This page walks you through the three questions that actually matter, shows the exact receipt language that clears review, and ends with a green/yellow/red check so you know which lane you’re in before you pay.

What we actually verified for this page

Before you trust another word on this page, here is the source stack behind it:

  • IRS Publication 502 (medical and dental expenses)
  • IRS Publication 969 (HSA 2026 contribution limits)
  • IRS FAQ on nutrition, wellness, and general health expenses
  • FDA statement on semaglutide shortage resolution (February 21, 2025)
  • FDA clarification on compounder policies for GLP-1 products (April 1, 2026)
  • FDA safety page on unapproved GLP-1 drugs used for weight loss
  • FDA Warning Letter #721455 to MEDVi, dated February 20, 2026
  • Live provider payment pages and FAQs for Eden, SkinnyRx, Shed, MEDVi, and Sesame Care (reviewed April 16–17, 2026)
  • Administrator substantiation guidance (HealthEquity, FSA Store, HSA Store)

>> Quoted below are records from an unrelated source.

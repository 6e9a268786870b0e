//! Crossing and merging of transitions, and the subset construction that
//! keeps the result deterministic.
//!
//! Merging a source state into a destination walks both out lists with a
//! [`RangePairIter`]. Where both have a transition, the two compete by
//! priority and, on a tie, are merged; when their targets differ, the
//! target becomes a combined state standing for the union of both targets'
//! underlying state sets. Combined states are looked up in a dictionary
//! keyed by that set and filled breadth first once the caller is done
//! merging.

use std::cmp::Ordering;
use std::collections::VecDeque;

use log::trace;
use rustc_hash::FxHashMap;

use crate::action::ActionId;
use crate::condspace::{CondKey, CondSpaceId};
use crate::ctx::FsmCtx;
use crate::error::{FsmError, FsmErrorKind};
use crate::graph::{CondAp, FsmAp, InEdge, StateId, TransAp, TransId};
use crate::rangepair::{RangePairItem, RangePairIter};

/// The state of one combining operation.
pub(crate) struct MergeData<'c> {
    pub ctx: &'c mut FsmCtx,
    state_dict: FxHashMap<Vec<StateId>, StateId>,
    fill_list: VecDeque<StateId>,
    prior_interaction: Option<u32>,
}

impl<'c> MergeData<'c> {
    pub fn new(ctx: &'c mut FsmCtx) -> Self {
        Self {
            ctx,
            state_dict: FxHashMap::default(),
            fill_list: VecDeque::new(),
            prior_interaction: None,
        }
    }

    /// Reports an ambiguous priority interaction seen during the operation.
    pub fn finish(&self) -> Result<(), FsmError> {
        match self.prior_interaction {
            Some(guard) => Err(FsmError::new(FsmErrorKind::PriorInteraction(guard))),
            None => Ok(()),
        }
    }

    /// Interns the union of two condition spaces, refusing spaces wider than
    /// the configured limit.
    fn merged_space(
        &mut self,
        left: Option<CondSpaceId>,
        right: Option<CondSpaceId>,
    ) -> Result<CondSpaceId, FsmError> {
        let conds = self.ctx.cond_spaces().union_conds(left, right);
        intern_cond_union(self.ctx, conds)
    }
}

/// Interns a condition space over `conds`, refusing spaces wider than the
/// configured limit. `conds` must be sorted and free of duplicates.
pub(crate) fn intern_cond_union(
    ctx: &mut FsmCtx,
    conds: Vec<ActionId>,
) -> Result<CondSpaceId, FsmError> {
    let limit = ctx.cond_limit();
    if conds.len() > limit {
        return Err(FsmError::new(FsmErrorKind::CondCostTooHigh(conds[limit].as_u32()))
            .with_data(format!("{} conditions in one space", conds.len())));
    }
    Ok(ctx.cond_spaces_mut().intern(conds))
}

/// Re-expresses condition entries in a larger space.
pub(crate) fn expand_conds(
    ctx: &FsmCtx,
    from: Option<CondSpaceId>,
    to: CondSpaceId,
    conds: &[CondAp],
) -> Vec<CondAp> {
    let mut expanded: Vec<CondAp> = conds
        .iter()
        .flat_map(|cond| {
            ctx.cond_spaces()
                .expand_cond_key(from, to, cond.key)
                .into_iter()
                .map(move |key| CondAp {
                    key,
                    ..cond.clone()
                })
        })
        .collect();
    expanded.sort_by_key(|cond| cond.key);
    expanded
}

impl FsmAp {
    /// Moves a transition into a larger condition space in place.
    pub(crate) fn expand_trans(&mut self, ctx: &FsmCtx, id: TransId, to: CondSpaceId) {
        let trans = self.trans(id);
        if trans.cond_space == Some(to) {
            return;
        }
        let expanded = expand_conds(ctx, trans.cond_space, to, &trans.conds);
        self.replace_conds(id, Some(to), expanded);
    }

    fn insert_cond(&mut self, id: TransId, cond: CondAp) {
        let trans = self.trans_mut(id);
        let from = trans.from;
        let (key, target) = (cond.key, cond.target);
        let pos = match trans.conds.binary_search_by_key(&key, |c| c.key) {
            Ok(_) => panic!("condition {} already present on transition", key),
            Err(pos) => pos,
        };
        trans.conds.insert(pos, cond);
        if let Some(target) = target {
            self.attach_to_state(InEdge::Cond(id, key), from, target);
        }
    }

    /// Merges every property of `src` into `dest`: out transitions, final
    /// status, state action tables, pending out data, epsilons and NFA
    /// alternatives. `src` is left untouched, so a state may be merged into
    /// itself.
    pub(crate) fn merge_states(
        &mut self,
        md: &mut MergeData,
        dest: StateId,
        src: StateId,
    ) -> Result<(), FsmError> {
        let src_state = self.state(src).clone();
        let src_trans: Vec<TransAp> = src_state
            .out_list
            .iter()
            .map(|id| self.trans(*id).clone())
            .collect();
        let src_nfa: Vec<_> = src_state
            .nfa_out
            .iter()
            .map(|id| self.nfa_trans(*id).clone())
            .collect();

        self.merge_out_lists(md, dest, &src_trans)?;

        if src_state.final_state {
            self.set_fin_state(dest);
        }
        let dest_state = self.state_mut(dest);
        dest_state.graph_bits |= src_state.graph_bits;
        dest_state
            .to_state_actions
            .set_actions(&src_state.to_state_actions);
        dest_state
            .from_state_actions
            .set_actions(&src_state.from_state_actions);
        dest_state.eof_actions.set_actions(&src_state.eof_actions);
        dest_state.error_actions.set_actions(&src_state.error_actions);
        dest_state.out_actions.set_actions(&src_state.out_actions);
        dest_state.out_priors.set_priors(&src_state.out_priors);
        for id in src_state.epsilon_trans {
            if !dest_state.epsilon_trans.contains(&id) {
                dest_state.epsilon_trans.push(id);
            }
        }

        for nfa in src_nfa {
            let present = self.state(dest).nfa_out.iter().any(|id| {
                let existing = self.nfa_trans(*id);
                existing.target == nfa.target
                    && existing.order == nfa.order
                    && existing.push_actions == nfa.push_actions
            });
            if !present {
                self.attach_new_nfa(dest, nfa.target, nfa.order, nfa.push_actions);
            }
        }

        Ok(())
    }

    /// Merges `src` into `dest` after first giving `src`'s transitions the
    /// pending out actions and priorities of `dest`. Used wherever a final
    /// state is extended by another machine's start.
    pub(crate) fn merge_states_leaving(
        &mut self,
        md: &mut MergeData,
        dest: StateId,
        src: StateId,
    ) -> Result<(), FsmError> {
        if !self.state(dest).has_out_data() {
            return self.merge_states(md, dest, src);
        }

        let carrier = self.add_state();
        self.merge_states(md, carrier, src)?;
        self.transfer_out_data(carrier, dest);
        self.merge_states(md, dest, carrier)?;
        self.delete_state(carrier);
        Ok(())
    }

    /// Embeds the out data of `from` on every transition of `state` that
    /// leads somewhere.
    fn transfer_out_data(&mut self, state: StateId, from: StateId) {
        let (actions, priors) = {
            let from = self.state(from);
            (from.out_actions.clone(), from.out_priors.clone())
        };
        for id in self.state(state).out_list.clone() {
            for cond in self.trans_mut(id).conds.iter_mut() {
                if cond.target.is_some() {
                    cond.actions.set_actions(&actions);
                    cond.priors.set_priors(&priors);
                }
            }
        }
    }

    fn merge_out_lists(
        &mut self,
        md: &mut MergeData,
        dest: StateId,
        src_trans: &[TransAp],
    ) -> Result<(), FsmError> {
        let dest_ranges = self.out_ranges(dest);
        let src_ranges: Vec<_> = src_trans
            .iter()
            .map(|trans| (trans.low_key, trans.high_key))
            .collect();

        for item in RangePairIter::new(&dest_ranges, &src_ranges) {
            match item {
                RangePairItem::BreakS1 { at, .. } => {
                    let id = self.covering_trans(dest, at);
                    self.split_trans(id, at);
                }
                RangePairItem::InS2 { low, high, s2 } => {
                    let src = &src_trans[s2];
                    self.attach_new_cond_trans(dest, low, high, src.cond_space, src.conds.clone());
                }
                RangePairItem::Overlap { low, s2, .. } => {
                    let id = self.covering_trans(dest, low);
                    self.cross_transitions(md, id, &src_trans[s2])?;
                }
                RangePairItem::InS1 { .. } | RangePairItem::BreakS2 { .. } => {}
            }
        }
        Ok(())
    }

    fn covering_trans(&self, state: StateId, key: crate::keyops::Key) -> TransId {
        match self.find_trans(state, key) {
            Some(id) => id,
            None => panic!("no transition covers {} on {}", key, state),
        }
    }

    /// Crosses a source transition into a destination transition over the
    /// same range, condition entry by condition entry.
    fn cross_transitions(
        &mut self,
        md: &mut MergeData,
        dest: TransId,
        src: &TransAp,
    ) -> Result<(), FsmError> {
        let dest_space = self.trans(dest).cond_space;
        let src_conds = if dest_space == src.cond_space {
            src.conds.clone()
        } else {
            let merged = md.merged_space(dest_space, src.cond_space)?;
            self.expand_trans(md.ctx, dest, merged);
            expand_conds(md.ctx, src.cond_space, merged, &src.conds)
        };

        for src_cond in src_conds {
            if self.trans(dest).cond(src_cond.key).is_some() {
                self.cross_cond(md, dest, src_cond)?;
            } else {
                self.insert_cond(dest, src_cond);
            }
        }
        Ok(())
    }

    /// Resolves two entries competing for the same key and condition by
    /// priority, merging them on a tie.
    fn cross_cond(
        &mut self,
        md: &mut MergeData,
        dest: TransId,
        src: CondAp,
    ) -> Result<(), FsmError> {
        let key = src.key;
        let compare = match self.trans(dest).cond(key) {
            Some(dest_cond) => dest_cond
                .priors
                .compare(&src.priors, md.ctx.check_prior_interaction()),
            None => panic!("condition {} vanished during crossing", key),
        };
        if let Some(guard) = compare.interaction {
            md.prior_interaction.get_or_insert(guard);
        }

        match compare.ordering {
            // the source has higher priority and overwrites the destination
            Ordering::Less => {
                self.retarget_cond(dest, key, src.target);
                let cond = self.cond_mut(dest, key);
                cond.actions = src.actions;
                cond.priors = src.priors;
                Ok(())
            }
            Ordering::Greater => Ok(()),
            Ordering::Equal => self.merge_trans(md, dest, src),
        }
    }

    fn cond_mut(&mut self, id: TransId, key: CondKey) -> &mut CondAp {
        let trans = self.trans_mut(id);
        match trans.conds.binary_search_by_key(&key, |c| c.key) {
            Ok(pos) => &mut trans.conds[pos],
            Err(_) => panic!("condition {} missing from transition", key),
        }
    }

    /// Merges an equal-priority source entry into a destination entry. A
    /// real target beats the error target; two different real targets are
    /// replaced by their combined state. Action and priority tables union.
    fn merge_trans(
        &mut self,
        md: &mut MergeData,
        dest: TransId,
        src: CondAp,
    ) -> Result<(), FsmError> {
        let key = src.key;
        let dest_target = self.cond_mut(dest, key).target;

        match (dest_target, src.target) {
            (Some(a), Some(b)) if a != b => {
                let combined = self.combined_state(md, a, b)?;
                self.retarget_cond(dest, key, Some(combined));
            }
            (None, Some(b)) => self.retarget_cond(dest, key, Some(b)),
            _ => {}
        }

        let cond = self.cond_mut(dest, key);
        cond.actions.set_actions(&src.actions);
        cond.priors.set_priors(&src.priors);
        Ok(())
    }

    /// Finds or creates the state standing for the union of the underlying
    /// sets of `a` and `b`.
    fn combined_state(
        &mut self,
        md: &mut MergeData,
        a: StateId,
        b: StateId,
    ) -> Result<StateId, FsmError> {
        let mut set = Vec::new();
        for state in [a, b] {
            match &self.state(state).state_set {
                Some(underlying) => set.extend(underlying.iter().copied()),
                None => set.push(state),
            }
        }
        set.sort();
        set.dedup();

        if set.len() == 1 {
            return Ok(set[0]);
        }
        if let Some(existing) = md.state_dict.get(&set) {
            return Ok(*existing);
        }

        let limit = md.ctx.state_limit();
        if limit > 0 && self.state_count() >= limit {
            return Err(FsmError::new(FsmErrorKind::TooManyStates)
                .with_data(format!("limit of {} reached", limit)));
        }

        let combined = self.add_state();
        trace!("combined state {} for set {:?}", combined, set);
        self.state_mut(combined).state_set = Some(set.clone());
        md.state_dict.insert(set, combined);
        md.fill_list.push_back(combined);
        Ok(combined)
    }

    /// Merges a list of states into `dest` as one combined state.
    pub(crate) fn merge_state_list(
        &mut self,
        md: &mut MergeData,
        dest: StateId,
        states: &[StateId],
    ) -> Result<(), FsmError> {
        for state in states {
            self.merge_states(md, dest, *state)?;
        }
        Ok(())
    }

    /// Fills every combined state created so far by merging in its
    /// underlying states. Filling may create more combined states; they are
    /// queued behind the current ones rather than filled recursively.
    pub(crate) fn fill_in_states(&mut self, md: &mut MergeData) -> Result<(), FsmError> {
        let mut filled = 0;
        while let Some(state) = md.fill_list.pop_front() {
            let set = self.state(state).state_set.clone().unwrap_or_default();
            self.merge_state_list(md, state, &set)?;
            filled += 1;
        }
        trace!("filled {} combined states", filled);

        for state in self.state_ids() {
            self.state_mut(state).state_set = None;
        }
        md.state_dict.clear();
        Ok(())
    }

    /// Gives the start state a fresh copy with no in transitions so that
    /// later edits to it cannot leak into loops back to the start.
    pub(crate) fn isolate_start_state(&mut self, md: &mut MergeData) -> Result<(), FsmError> {
        let Some(prev) = self.start_state() else {
            return Ok(());
        };
        if self.state(prev).in_list().next().is_none() {
            return Ok(());
        }

        self.unset_start_state();
        let start = self.add_state();
        self.set_start_state(start);
        self.merge_states(md, start, prev)
    }
}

What we did not do: we did not invent testimonials, we did not claim compounded semaglutide contains the same active ingredient as FDA-approved Wegovy, and we did not recommend any provider whose payment and HSA/FSA language we did not verify directly in April 2026.

The three questions people are actually asking

When readers type “is compounded semaglutide HSA eligible,” they’re really asking three separate questions — and the answer changes depending on which one they mean. IRS eligibility, checkout card acceptance, and FDA compounding status are governed by three different authorities and have three different answers.

Keep these three questions separate in your head. Most reader mistakes start with collapsing them into one.

Question 1 — Is compounded semaglutide a qualified medical expense under IRS rules?

→ Usually yes, when prescribed for a diagnosed condition. The IRS governs this. Answered in the IRS rule section.

Question 2 — Will my HSA or FSA card actually work at checkout?

→ Sometimes, depending on the provider’s payment processor. This is a merchant/system question, not a tax question. A declined card does not mean the expense is ineligible. Answered in the card decline section.

Question 3 — Is compounded semaglutide still legal and legitimate in 2026?

→ Yes, through state-licensed 503A compounding pharmacies on a patient-specific basis, when your prescriber documents a significant clinical difference for your case. Answered in the 2026 legal status section.

If you only take one thing from this page, it’s this: these are three different questions. Don’t answer one with the other.

Three different questions, three different answers: IRS eligibility (usually yes when prescribed), HSA/FSA card at checkout (not the same as eligibility), and FDA approval status (compounded drugs are not FDA-approved but that changes regulatory picture, not the basic tax question)
IRS eligibility, card acceptance, and FDA status are three separate questions with three separate answers.

Is compounded semaglutide HSA eligible under IRS rules?

Under IRS Publication 502 and Section 213 of the Internal Revenue Code, a medication qualifies as a medical expense when a licensed provider prescribes it to treat a diagnosed medical condition. Publication 502 does not separately exclude compounded prescriptions, and it doesn’t require FDA approval for a prescribed drug to qualify as a medical expense.

Here’s the IRS framework that actually applies. Publication 502 defines medical expenses as costs paid for the diagnosis, cure, mitigation, treatment, or prevention of disease. Prescribed drugs for those purposes qualify. There is no separate IRS carveout excluding compounded drugs from medical-expense treatment.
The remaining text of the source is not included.